C'est-à-dire acteurs ?

Oui, acteurs, photographes, le cinéma, etc., et on passait tout – non c’était très très sympa, c’était une autre période… c’était d’autres gens, d’autres choses…

Parce que vous partagiez le travail, et des trucs comme ça ?

Oh, parce qu’on rentrait le soir, et qu’on buvait des coups et que c’était la colo ! On vivait ensemble, quoi. J’ai quand même rarement habité, euh comment dire, dans mon petit HLM tout seul. Après j’ai rencontré Christine, donc ma femme, et on a rechangé encore, mairie du 18e, et après dans le quartier des Batignolles, avant c’était génial.

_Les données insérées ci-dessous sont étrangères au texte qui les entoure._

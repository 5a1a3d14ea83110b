#![cfg_attr(docsrs, feature(doc_cfg))]
//! Tasuki is a multi-agent task runtime: it plans a natural-language task
//! into a workflow of cooperating agents, schedules them along their
//! dependency graph, drives each agent through a Reason-Act loop with tool
//! dispatch, replans the unexecuted suffix when partial results invalidate
//! the plan, and streams every step to the caller.
//!
//! # Example
//!
//! ```rust,ignore
//! use std::sync::Arc;
//! use tasuki::prelude::*;
//!
//! let config = Config::builder()
//!     .llm("default", Arc::new(OpenAiProvider::builder().model("gpt-4o-mini").build()?))
//!     .agent(Agent::builder("File").description("writes files").tool(file_tool).build())
//!     .build()?;
//!
//! let runtime = TaskRuntime::new(config);
//! let outcome = runtime.run("Write 'hello' to /tmp/a.txt").await?;
//! println!("{}", outcome.result);
//! ```

// Core state and traces
pub mod chain;
pub mod context;
pub mod error;

// Model surface
pub mod llm;
pub mod message;

// Tools
pub mod mcp;
pub mod tool;
pub mod tools;

// Orchestration
pub mod agent;
pub mod callback;
pub mod config;
pub mod planner;
pub mod runtime;
pub mod workflow;

mod scheduler;

pub mod prelude;

// Re-export the types almost every embedder touches.
pub use agent::{Agent, AgentBuilder};
pub use callback::{StreamMessage, StreamPayload, TaskCallback};
pub use config::{Config, ConfigBuilder, FailurePolicy};
pub use error::{LlmError, Result, TaskError, ToolError};
pub use runtime::{TaskHandle, TaskResult, TaskRuntime};
pub use tool::{Tool, ToolResult};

Attends, mairie du 18 e et…

Oui, et après les Batignolles, qui était vraiment un quartier génial. Là je me suis marié avec Christine, parce qu’on a eu un enfant.

Qu’est-ce qui était si bien dans le quartier des Batignolles ?

Ohh c’était génial ! Parce que le quartier ; parce que, d’abord, le jardin des Batignolles ; parce que l’ambiance, parce que le côté village, parce que vraiment la vie de quartier… C’est pas si bourgeois – c’est un peu bourgeois mais c’est complètement la France d’entre le 17ème complètement bourgeois de Malesherbes et le 17ème complètement zone de place Clichy, quoi. A une rue près, ça change.

Oui, je vois bien… mais alors pour le coup, le coin de Batignolles, je ne vois pas l’ambiance qu’il peut y avoir en fait…

Tu ne vois pas ce qu’il y a ? [estomaqué]

Je vois pas l’ambiance, en fait, j’y suis passée, mais comme je ne connais personne là-bas…

Je sais pas, c’est peut-être parce que j’ai eu mon enfant là-bas aussi… Je sais pas, c’est des ondes, c’est une bonne respiration, c’est une bonne ambiance… Alors qu’à l’époque quand j’allais au métro Rome, j’avais l’impression d’aller au bout du monde… dès que tu passes le Pont Cardinet c’est glauque, mais tout ce qui est jardin des Batignolles, devant l’église, sur la place etc… en plus on avait un copain qui habitait rue XX qui venait tous les jours pour faire le marché, parce qu’il y a le marché des Batignolles qui est super… Et puis je sais pas, il y a une vie de quartier ! une vraie, vraie vie de quartier !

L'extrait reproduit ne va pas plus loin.